Verifying derivation
$S_g f(u, \xi)$ expression can be verified with an example, comparing against Wolfram's output (set normalization=1, oscillatory factor=-1):
$$
\text{Let}\ f(t) = e^{jt},\ g(t) = e^{-\pi t^2}, \text{ and thus}\ \hat{g}(\xi) = e^{-\xi^2 / (4\pi)}.\ \text{Then}, \\
$$
$$
\begin{align}
S_gf(u, \xi)
&= \hat{g}(\xi - 1) e^{-ju(\xi - 1)} \\
&= \exp{\left( -\frac{1}{4\pi}(\xi - 1)^2 - ju(\xi - 1) \right)} \\
&= \exp{\left(\frac{1}{4\pi}( (\xi - 1)(-j4\pi u - \xi + 1 )\right)} \\
\end{align}
$$
More completely, ssqueezepy's ssq_stft
on a variety of signals yields expected behavior.
Why the $2\pi$?
The TL;DR pretty much says it, which can be verified in the original MATLAB Toolbox's paper. In code, with frequency-domain differentiation, the $2\pi$ makes it so we define $j \omega$ to span $[0, ..., \pi]$ and $(-\pi, ..., 0)$, and without uses $0.5$ instead of $\pi$, reinterpreting the derivative's dimensionality as linear cyclic fraction of sampling frequency, rather than radian. See code.
Why the $\xi\ -$?
CWT's $\partial W_f$ takes $\partial / \partial b (\psi((t-b)/a))$, where $b = $ timeshift, whereas STFT's takes $\partial / \partial t (g(t))$. This is per how each is computed:
- CWT takes DFT along rows; for every scale (row), we use frequency-domain convolution to correlate the wavelet with the signal at every timeshift $b$ (column).

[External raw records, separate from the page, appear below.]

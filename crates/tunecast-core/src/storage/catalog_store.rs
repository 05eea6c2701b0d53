use std::collections::HashSet;
use std::path::Path;

use chrono::{DateTime, SecondsFormat, Utc};
use rusqlite::{Connection, OptionalExtension, Row, params, params_from_iter};

use super::database::{ConnectionPool, open_database, open_in_memory};
use crate::error::Result;
use crate::models::{
    ActivityEntry, ActivityKind, CanonicalRecord, NewActivity, OwnerScope, PageRequest,
    SavedPodcast,
};

/// Keeps bulk `IN (...)` lookups under SQLite's bound-parameter limit.
const IN_CHUNK: usize = 500;

/// Persistence contract the ingestion engine relies on.
///
/// Every bulk write is atomic per call. Implementations must make
/// `insert_*` and `upsert_*` safe against concurrent callers for the same owner.
pub trait CatalogStore: Send + Sync {
    /// Everything already recommended to `owner`; used to build the dedup index.
    fn recommendations_for_owner(&self, owner: &OwnerScope) -> Result<Vec<CanonicalRecord>>;

    fn list_recommendations(
        &self,
        owner: &OwnerScope,
        page: PageRequest,
    ) -> Result<Vec<CanonicalRecord>>;

    /// Insert the given records, skipping any that collide with an existing row.
    /// Returns the number of rows written.
    fn insert_recommendations(
        &self,
        owner: &OwnerScope,
        records: &[CanonicalRecord],
    ) -> Result<usize>;

    fn existing_episode_ids(&self, ids: &[String]) -> Result<HashSet<String>>;

    fn episodes_by_ids(&self, ids: &[String]) -> Result<Vec<CanonicalRecord>>;

    /// Insert episodes whose id is not stored yet. Returns the rows actually written.
    fn insert_episodes_if_absent(&self, records: &[CanonicalRecord])
    -> Result<Vec<CanonicalRecord>>;

    /// Insert-or-replace keyed by `(owner, id)`.
    fn upsert_podcast(&self, podcast: &SavedPodcast) -> Result<SavedPodcast>;

    fn saved_podcast(&self, owner: &OwnerScope, id: &str) -> Result<Option<SavedPodcast>>;

    fn saved_podcasts(&self, owner: &OwnerScope) -> Result<Vec<SavedPodcast>>;

    fn podcasts_by_ids(&self, owner: &OwnerScope, ids: &[String]) -> Result<Vec<SavedPodcast>>;

    /// Insert the activity, or refresh its timestamp if the same subject was
    /// already recorded. The timestamp is assigned here.
    fn touch_activity(&self, activity: &NewActivity) -> Result<ActivityEntry>;

    /// Newest first.
    fn activity_for_owner(
        &self,
        owner: &OwnerScope,
        kind: ActivityKind,
    ) -> Result<Vec<ActivityEntry>>;
}

pub struct SqliteCatalogStore {
    pool: ConnectionPool,
}

impl SqliteCatalogStore {
    pub fn open(path: &Path) -> Result<Self> {
        Ok(Self {
            pool: open_database(path)?,
        })
    }

    pub fn open_in_memory() -> Result<Self> {
        Ok(Self {
            pool: open_in_memory()?,
        })
    }
}

fn timestamp(ts: DateTime<Utc>) -> String {
    ts.to_rfc3339_opts(SecondsFormat::Micros, true)
}

fn parse_timestamp(raw: Option<String>) -> Option<DateTime<Utc>> {
    raw.and_then(|s| DateTime::parse_from_rfc3339(&s).ok())
        .map(|ts| ts.with_timezone(&Utc))
}

fn placeholders(n: usize) -> String {
    vec!["?"; n].join(", ")
}

/// Reads the ten canonical columns starting at `offset`, in declaration order:
/// id, title, secondary_title, media_url, image_url, duration_seconds,
/// published_at, label, copyright_text, year.
fn record_from_row(row: &Row, offset: usize) -> rusqlite::Result<CanonicalRecord> {
    Ok(CanonicalRecord {
        id: row.get(offset)?,
        title: row.get(offset + 1)?,
        secondary_title: row.get(offset + 2)?,
        media_url: row.get(offset + 3)?,
        image_url: row.get(offset + 4)?,
        duration_seconds: row.get(offset + 5)?,
        published_at: parse_timestamp(row.get(offset + 6)?),
        label: row.get(offset + 7)?,
        copyright_text: row.get(offset + 8)?,
        year: row.get(offset + 9)?,
    })
}

fn podcast_from_row(row: &Row) -> rusqlite::Result<SavedPodcast> {
    let owner: String = row.get(0)?;
    let episode_ids: String = row.get(5)?;
    let updated_at: String = row.get(6)?;
    Ok(SavedPodcast {
        // Rows are only ever written through a validated OwnerScope.
        owner: OwnerScope::new(owner).map_err(|e| {
            rusqlite::Error::FromSqlConversionFailure(0, rusqlite::types::Type::Text, e.into())
        })?,
        id: row.get(1)?,
        title: row.get(2)?,
        publisher: row.get(3)?,
        image_url: row.get(4)?,
        episode_ids: serde_json::from_str(&episode_ids).map_err(|e| {
            rusqlite::Error::FromSqlConversionFailure(5, rusqlite::types::Type::Text, e.into())
        })?,
        updated_at: parse_timestamp(Some(updated_at)).unwrap_or_default(),
    })
}

fn activity_from_row(row: &Row) -> rusqlite::Result<ActivityEntry> {
    let owner: String = row.get(1)?;
    let kind: String = row.get(2)?;
    let container_id: String = row.get(3)?;
    let recorded_at: String = row.get(6)?;
    let invalid = |idx: usize, e: crate::error::CoreError| {
        rusqlite::Error::FromSqlConversionFailure(idx, rusqlite::types::Type::Text, e.into())
    };
    Ok(ActivityEntry {
        id: row.get(0)?,
        owner: OwnerScope::new(owner).map_err(|e| invalid(1, e))?,
        kind: kind.parse().map_err(|e| invalid(2, e))?,
        container_id: Some(container_id).filter(|c| !c.is_empty()),
        item_id: row.get(4)?,
        progress: row.get(5)?,
        recorded_at: parse_timestamp(Some(recorded_at)).unwrap_or_default(),
    })
}

fn query_in<T>(
    conn: &Connection,
    sql_prefix: &str,
    leading: &[&str],
    ids: &[String],
    map: impl Fn(&Row) -> rusqlite::Result<T>,
) -> Result<Vec<T>> {
    let mut out = Vec::new();
    for chunk in ids.chunks(IN_CHUNK) {
        let sql = format!("{sql_prefix} ({})", placeholders(chunk.len()));
        let mut stmt = conn.prepare(&sql)?;
        let args = leading
            .iter()
            .map(|s| s.to_string())
            .chain(chunk.iter().cloned());
        let rows = stmt.query_map(params_from_iter(args), &map)?;
        for row in rows {
            out.push(row?);
        }
    }
    Ok(out)
}

impl CatalogStore for SqliteCatalogStore {
    fn recommendations_for_owner(&self, owner: &OwnerScope) -> Result<Vec<CanonicalRecord>> {
        let conn = self.pool.get_connection();
        let mut stmt = conn.prepare(
            "SELECT upstream_id, title, secondary_title, media_url, image_url, duration_seconds,
                    published_at, label, copyright_text, year
             FROM recommendations WHERE owner = ?1 ORDER BY id",
        )?;
        let rows = stmt.query_map(params![owner.as_str()], |row| record_from_row(row, 0))?;
        let mut records = Vec::new();
        for row in rows {
            records.push(row?);
        }
        Ok(records)
    }

    fn list_recommendations(
        &self,
        owner: &OwnerScope,
        page: PageRequest,
    ) -> Result<Vec<CanonicalRecord>> {
        let conn = self.pool.get_connection();
        let mut stmt = conn.prepare(
            "SELECT upstream_id, title, secondary_title, media_url, image_url, duration_seconds,
                    published_at, label, copyright_text, year
             FROM recommendations WHERE owner = ?1 ORDER BY id LIMIT ?2 OFFSET ?3",
        )?;
        let rows = stmt.query_map(
            params![owner.as_str(), page.limit, page.offset() as i64],
            |row| record_from_row(row, 0),
        )?;
        let mut records = Vec::new();
        for row in rows {
            records.push(row?);
        }
        Ok(records)
    }

    fn insert_recommendations(
        &self,
        owner: &OwnerScope,
        records: &[CanonicalRecord],
    ) -> Result<usize> {
        if records.is_empty() {
            return Ok(0);
        }

        let mut conn = self.pool.get_connection();
        let tx = conn.transaction()?;
        let now = timestamp(Utc::now());
        let mut written = 0;
        {
            let mut stmt = tx.prepare(
                "INSERT OR IGNORE INTO recommendations
                    (owner, upstream_id, title, title_key, secondary_title, media_url, image_url,
                     duration_seconds, published_at, label, copyright_text, year, created_at)
                 VALUES (?1, ?2, ?3, ?4, ?5, ?6, ?7, ?8, ?9, ?10, ?11, ?12, ?13)",
            )?;
            for record in records {
                written += stmt.execute(params![
                    owner.as_str(),
                    record.id,
                    record.title,
                    record.title_key(),
                    record.secondary_title,
                    record.media_url,
                    record.image_url,
                    record.duration_seconds,
                    record.published_at.map(timestamp),
                    record.label,
                    record.copyright_text,
                    record.year,
                    now,
                ])?;
            }
        }
        tx.commit()?;
        Ok(written)
    }

    fn existing_episode_ids(&self, ids: &[String]) -> Result<HashSet<String>> {
        let conn = self.pool.get_connection();
        let found = query_in(&conn, "SELECT id FROM episodes WHERE id IN", &[], ids, |row| {
            row.get::<_, String>(0)
        })?;
        Ok(found.into_iter().collect())
    }

    fn episodes_by_ids(&self, ids: &[String]) -> Result<Vec<CanonicalRecord>> {
        let conn = self.pool.get_connection();
        query_in(
            &conn,
            "SELECT id, title, secondary_title, media_url, image_url, duration_seconds,
                    published_at, label, copyright_text, year
             FROM episodes WHERE id IN",
            &[],
            ids,
            |row| record_from_row(row, 0),
        )
    }

    fn insert_episodes_if_absent(
        &self,
        records: &[CanonicalRecord],
    ) -> Result<Vec<CanonicalRecord>> {
        let mut conn = self.pool.get_connection();
        let tx = conn.transaction()?;
        let now = timestamp(Utc::now());
        let mut inserted = Vec::new();
        {
            let mut stmt = tx.prepare(
                "INSERT OR IGNORE INTO episodes
                    (id, title, secondary_title, media_url, image_url, duration_seconds,
                     published_at, label, copyright_text, year, created_at)
                 VALUES (?1, ?2, ?3, ?4, ?5, ?6, ?7, ?8, ?9, ?10, ?11)",
            )?;
            for record in records {
                let Some(id) = record.id.as_deref() else {
                    continue;
                };
                let changed = stmt.execute(params![
                    id,
                    record.title,
                    record.secondary_title,
                    record.media_url,
                    record.image_url,
                    record.duration_seconds,
                    record.published_at.map(timestamp),
                    record.label,
                    record.copyright_text,
                    record.year,
                    now,
                ])?;
                if changed > 0 {
                    inserted.push(record.clone());
                }
            }
        }
        tx.commit()?;
        Ok(inserted)
    }

    fn upsert_podcast(&self, podcast: &SavedPodcast) -> Result<SavedPodcast> {
        let episode_ids = serde_json::to_string(&podcast.episode_ids)?;
        let conn = self.pool.get_connection();
        conn.execute(
            "INSERT INTO podcasts (owner, id, title, publisher, image_url, episode_ids, updated_at)
             VALUES (?1, ?2, ?3, ?4, ?5, ?6, ?7)
             ON CONFLICT(owner, id) DO UPDATE SET
                title = excluded.title,
                publisher = excluded.publisher,
                image_url = excluded.image_url,
                episode_ids = excluded.episode_ids,
                updated_at = excluded.updated_at",
            params![
                podcast.owner.as_str(),
                podcast.id,
                podcast.title,
                podcast.publisher,
                podcast.image_url,
                episode_ids,
                timestamp(podcast.updated_at),
            ],
        )?;
        let stored = conn.query_row(
            "SELECT owner, id, title, publisher, image_url, episode_ids, updated_at
             FROM podcasts WHERE owner = ?1 AND id = ?2",
            params![podcast.owner.as_str(), podcast.id],
            podcast_from_row,
        )?;
        Ok(stored)
    }

    fn saved_podcast(&self, owner: &OwnerScope, id: &str) -> Result<Option<SavedPodcast>> {
        let conn = self.pool.get_connection();
        let podcast = conn
            .query_row(
                "SELECT owner, id, title, publisher, image_url, episode_ids, updated_at
                 FROM podcasts WHERE owner = ?1 AND id = ?2",
                params![owner.as_str(), id],
                podcast_from_row,
            )
            .optional()?;
        Ok(podcast)
    }

    fn saved_podcasts(&self, owner: &OwnerScope) -> Result<Vec<SavedPodcast>> {
        let conn = self.pool.get_connection();
        let mut stmt = conn.prepare(
            "SELECT owner, id, title, publisher, image_url, episode_ids, updated_at
             FROM podcasts WHERE owner = ?1 ORDER BY updated_at DESC",
        )?;
        let rows = stmt.query_map(params![owner.as_str()], podcast_from_row)?;
        let mut podcasts = Vec::new();
        for row in rows {
            podcasts.push(row?);
        }
        Ok(podcasts)
    }

    fn podcasts_by_ids(&self, owner: &OwnerScope, ids: &[String]) -> Result<Vec<SavedPodcast>> {
        let conn = self.pool.get_connection();
        query_in(
            &conn,
            "SELECT owner, id, title, publisher, image_url, episode_ids, updated_at
             FROM podcasts WHERE owner = ? AND id IN",
            &[owner.as_str()],
            ids,
            podcast_from_row,
        )
    }

    fn touch_activity(&self, activity: &NewActivity) -> Result<ActivityEntry> {
        let conn = self.pool.get_connection();
        let entry = conn.query_row(
            "INSERT INTO activity (owner, kind, container_id, item_id, progress, recorded_at)
             VALUES (?1, ?2, ?3, ?4, ?5, ?6)
             ON CONFLICT(owner, kind, container_id, item_id) DO UPDATE SET
                recorded_at = excluded.recorded_at,
                progress = COALESCE(excluded.progress, activity.progress)
             RETURNING id, owner, kind, container_id, item_id, progress, recorded_at",
            params![
                activity.owner.as_str(),
                activity.kind.to_string(),
                activity.container_id.as_deref().unwrap_or_default(),
                activity.item_id,
                activity.progress,
                timestamp(Utc::now()),
            ],
            activity_from_row,
        )?;
        Ok(entry)
    }

    fn activity_for_owner(
        &self,
        owner: &OwnerScope,
        kind: ActivityKind,
    ) -> Result<Vec<ActivityEntry>> {
        let conn = self.pool.get_connection();
        let mut stmt = conn.prepare(
            "SELECT id, owner, kind, container_id, item_id, progress, recorded_at
             FROM activity WHERE owner = ?1 AND kind = ?2
             ORDER BY recorded_at DESC, id DESC",
        )?;
        let rows = stmt.query_map(params![owner.as_str(), kind.to_string()], activity_from_row)?;
        let mut entries = Vec::new();
        for row in rows {
            entries.push(row?);
        }
        Ok(entries)
    }
}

- STFT takes DFT along columns; for every timeshift (column), we apply DFT to correlate the windowed signal with cisoid bases at every frequency (row).
Following the derivations from motivating examples reveals the $\xi \ -$ stemming from this difference.
The definitions can be interchanged or made the same for both; why exactly they differ I'm unsure. My bet is, CWT is best computed for every timeshift (hop_length = 1
), and the scales are already sparse, whereas in STFT we often apply large hop_length
(small overlap), so convolution theorem is very compute-wasteful.